▸ What you need to do: Go through the records below and report each line with "indexed" in it.

···

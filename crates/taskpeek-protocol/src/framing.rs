//! Newline framing for the request channel.
//!
//! Pipes carry a byte stream with no message boundaries: one `read()` can return half a
//! request or three of them. [`LineFramer`] buffers raw chunks and hands back complete
//! lines.

use std::collections::VecDeque;

use tracing::warn;

/// Splits a byte stream into newline-terminated request lines.
///
/// - `\n` and `\r\n` terminators are stripped.
/// - Blank lines are dropped.
/// - A line longer than `max_len` bytes is discarded up to its terminator.
/// - Invalid UTF-8 is replaced lossily; the decoder rejects such lines anyway.
#[derive(Debug)]
pub struct LineFramer
{
    buffer: Vec<u8>,
    max_len: usize,
    discarding: bool,
    dropped: usize,
    ready: VecDeque<String>,
}

impl Default for LineFramer
{
    fn default() -> Self
    {
        Self::new(Self::DEFAULT_MAX_LEN)
    }
}

impl LineFramer
{
    /// Default upper bound on a single request line, in bytes.
    pub const DEFAULT_MAX_LEN: usize = 128;

    pub fn new(max_len: usize) -> Self
    {
        Self {
            buffer: Vec::new(),
            max_len: max_len.max(1),
            discarding: false,
            dropped: 0,
            ready: VecDeque::new(),
        }
    }

    /// Feed a chunk of bytes read from the channel.
    pub fn push(&mut self, chunk: &[u8])
    {
        let mut rest = chunk;
        while let Some(pos) = rest.iter().position(|&b| b == b'\n') {
            self.absorb(&rest[..pos]);
            self.complete_line();
            rest = &rest[pos + 1..];
        }
        self.absorb(rest);
    }

    /// Pop the oldest complete line.
    pub fn next_line(&mut self) -> Option<String>
    {
        self.ready.pop_front()
    }

    /// Flush an unterminated trailing fragment once the stream has ended.
    pub fn finish(&mut self) -> Option<String>
    {
        if !self.buffer.is_empty() || self.discarding {
            self.complete_line();
        }
        self.ready.pop_front()
    }

    /// Whether complete lines are waiting to be popped.
    pub fn has_line(&self) -> bool
    {
        !self.ready.is_empty()
    }

    /// Number of oversized lines dropped so far.
    pub fn dropped(&self) -> usize
    {
        self.dropped
    }

    pub fn max_len(&self) -> usize
    {
        self.max_len
    }

    fn absorb(&mut self, bytes: &[u8])
    {
        if self.discarding || bytes.is_empty() {
            return;
        }

        self.buffer.extend_from_slice(bytes);
        // A trailing `\r` may be half of a `\r\n` terminator and doesn't count yet.
        let limit = self.max_len + usize::from(self.buffer.last() == Some(&b'\r'));
        if self.buffer.len() > limit {
            warn!(
                "Discarding request line longer than {} bytes (buffered {})",
                self.max_len,
                self.buffer.len()
            );
            self.buffer.clear();
            self.discarding = true;
            self.dropped += 1;
        }
    }

    fn complete_line(&mut self)
    {
        if self.discarding {
            self.discarding = false;
            self.buffer.clear();
            return;
        }

        let mut line = std::mem::take(&mut self.buffer);
        if line.last() == Some(&b'\r') {
            line.pop();
        }

        let text = String::from_utf8_lossy(&line);
        if !text.trim().is_empty() {
            self.ready.push_back(text.into_owned());
        }
    }
}

#[cfg(test)]
mod tests
{
    use super::*;

    fn drain(framer: &mut LineFramer) -> Vec<String>
    {
        std::iter::from_fn(|| framer.next_line()).collect()
    }

    #[test]
    fn splits_multiple_lines_in_one_chunk()
    {
        let mut framer = LineFramer::default();
        framer.push(b"1000 b\n2000 b\n");
        assert_eq!(drain(&mut framer), vec!["1000 b", "2000 b"]);
    }

    #[test]
    fn joins_lines_across_chunks()
    {
        let mut framer = LineFramer::default();
        framer.push(b"10");
        assert!(!framer.has_line());
        framer.push(b"00 ");
        framer.push(b"b\r\n20");
        assert_eq!(drain(&mut framer), vec!["1000 b"]);
        framer.push(b"00 b\n");
        assert_eq!(drain(&mut framer), vec!["2000 b"]);
    }

    #[test]
    fn blank_lines_are_skipped()
    {
        let mut framer = LineFramer::default();
        framer.push(b"\n\r\n   \n1000 b\n");
        assert_eq!(drain(&mut framer), vec!["1000 b"]);
    }

    #[test]
    fn oversized_lines_are_dropped()
    {
        let mut framer = LineFramer::new(8);
        framer.push(b"0123456789abcdef");
        framer.push(b"0123 b\n1000 b\n");
        assert_eq!(drain(&mut framer), vec!["1000 b"]);
        assert_eq!(framer.dropped(), 1);
    }

    #[test]
    fn line_of_exactly_max_len_is_kept()
    {
        let mut framer = LineFramer::new(6);
        framer.push(b"1000 b\n");
        assert_eq!(drain(&mut framer), vec!["1000 b"]);
    }

    #[test]
    fn crlf_line_of_exactly_max_len_is_kept()
    {
        let mut framer = LineFramer::new(6);
        framer.push(b"1000 b\r\n");
        assert_eq!(drain(&mut framer), vec!["1000 b"]);

        // Terminator split across chunks.
        framer.push(b"2000 b\r");
        framer.push(b"\n");
        assert_eq!(drain(&mut framer), vec!["2000 b"]);
        assert_eq!(framer.dropped(), 0);

        framer.push(b"1000 b\rx\n");
        assert!(drain(&mut framer).is_empty());
        assert_eq!(framer.dropped(), 1);
    }

    #[test]
    fn finish_flushes_trailing_fragment()
    {
        let mut framer = LineFramer::default();
        framer.push(b"1000 b\n2000 b");
        assert_eq!(framer.next_line().as_deref(), Some("1000 b"));
        assert_eq!(framer.next_line(), None);
        assert_eq!(framer.finish().as_deref(), Some("2000 b"));
        assert_eq!(framer.finish(), None);
    }

    #[test]
    fn invalid_utf8_is_replaced()
    {
        let mut framer = LineFramer::default();
        framer.push(b"10\xff0 b\n");
        let line = framer.next_line().unwrap();
        assert!(line.contains('\u{fffd}'));
    }
}
use std::fmt;

use serde::{Deserialize, Serialize};

use crate::error::TypeError;
use crate::key::IndexKey;

/// What the `version` of an [`ObjectReference`] identifies.
#[derive(
    Clone, Copy, Debug, Default, PartialEq, Eq, Hash, PartialOrd, Ord, Serialize, Deserialize,
)]
#[serde(rename_all = "snake_case")]
pub enum VersionKind {
    /// A content hash. Only the current object at the key can carry it, so an
    /// overwrite destroys the old bytes.
    #[default]
    #[serde(rename = "etag")]
    ETag,
    /// A version-id in a versioned bucket. The version keeps its bytes after
    /// an overwrite until it is deleted by id.
    VersionId,
}

impl fmt::Display for VersionKind {
    fn fmt(&self, f: &mut fmt::Formatter<'_>) -> fmt::Result {
        match self {
            Self::ETag => write!(f, "etag"),
            Self::VersionId => write!(f, "version-id"),
        }
    }
}

/// Identity of a single blob in the object store.
///
/// `version` is the object's version-id when the bucket is versioned and its
/// ETag otherwise; `version_kind` says which. A reference without a version
/// cannot be indexed.
#[derive(Clone, Debug, PartialEq, Eq, Hash, PartialOrd, Ord, Serialize, Deserialize)]
pub struct ObjectReference {
    pub bucket: String,
    pub key: String,
    pub version: String,
    #[serde(default)]
    pub version_kind: VersionKind,
}

impl ObjectReference {
    /// A reference identified by ETag.
    pub fn new(
        bucket: impl Into<String>,
        key: impl Into<String>,
        version: impl Into<String>,
    ) -> Self {
        Self::with_kind(bucket, key, version, VersionKind::ETag)
    }

    /// A reference identified by the version-id of a versioned bucket.
    pub fn versioned(
        bucket: impl Into<String>,
        key: impl Into<String>,
        version_id: impl Into<String>,
    ) -> Self {
        Self::with_kind(bucket, key, version_id, VersionKind::VersionId)
    }

    pub fn with_kind(
        bucket: impl Into<String>,
        key: impl Into<String>,
        version: impl Into<String>,
        version_kind: VersionKind,
    ) -> Self {
        Self {
            bucket: bucket.into(),
            key: key.into(),
            version: version.into(),
            version_kind,
        }
    }

    /// Check that the reference can be indexed.
    ///
    /// Bucket names never contain `/`, which keeps the partition key
    /// unambiguous.
    pub fn validate(&self) -> Result<(), TypeError> {
        if self.bucket.is_empty() {
            return Err(TypeError::InvalidReference {
                field: "bucket",
                reason: "must not be empty".into(),
            });
        }
        if self.bucket.contains('/') {
            return Err(TypeError::InvalidReference {
                field: "bucket",
                reason: "must not contain '/'".into(),
            });
        }
        if self.key.is_empty() {
            return Err(TypeError::InvalidReference {
                field: "key",
                reason: "must not be empty".into(),
            });
        }
        // Without a version the delete could not be scoped to this write.
        if self.version.is_empty() {
            return Err(TypeError::InvalidReference {
                field: "version",
                reason: "neither version-id nor etag present".into(),
            });
        }
        Ok(())
    }

    /// The key of this object's index row.
    pub fn index_key(&self) -> IndexKey {
        IndexKey::for_object(self)
    }

    /// The key of this object's tombstone row.
    pub fn tombstone_key(&self) -> IndexKey {
        IndexKey::for_tombstone(self)
    }

    /// Returns `true` if `version` is a version-id.
    pub fn is_versioned(&self) -> bool {
        self.version_kind == VersionKind::VersionId
    }
}

impl fmt::Display for ObjectReference {
    fn fmt(&self, f: &mut fmt::Formatter<'_>) -> fmt::Result {
        write!(f, "s3://{}/{}@{}", self.bucket, self.key, self.version)
    }
}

···

▸ Solution for this task:
/// cannot be indexed.
    /// Check that the reference can be indexed.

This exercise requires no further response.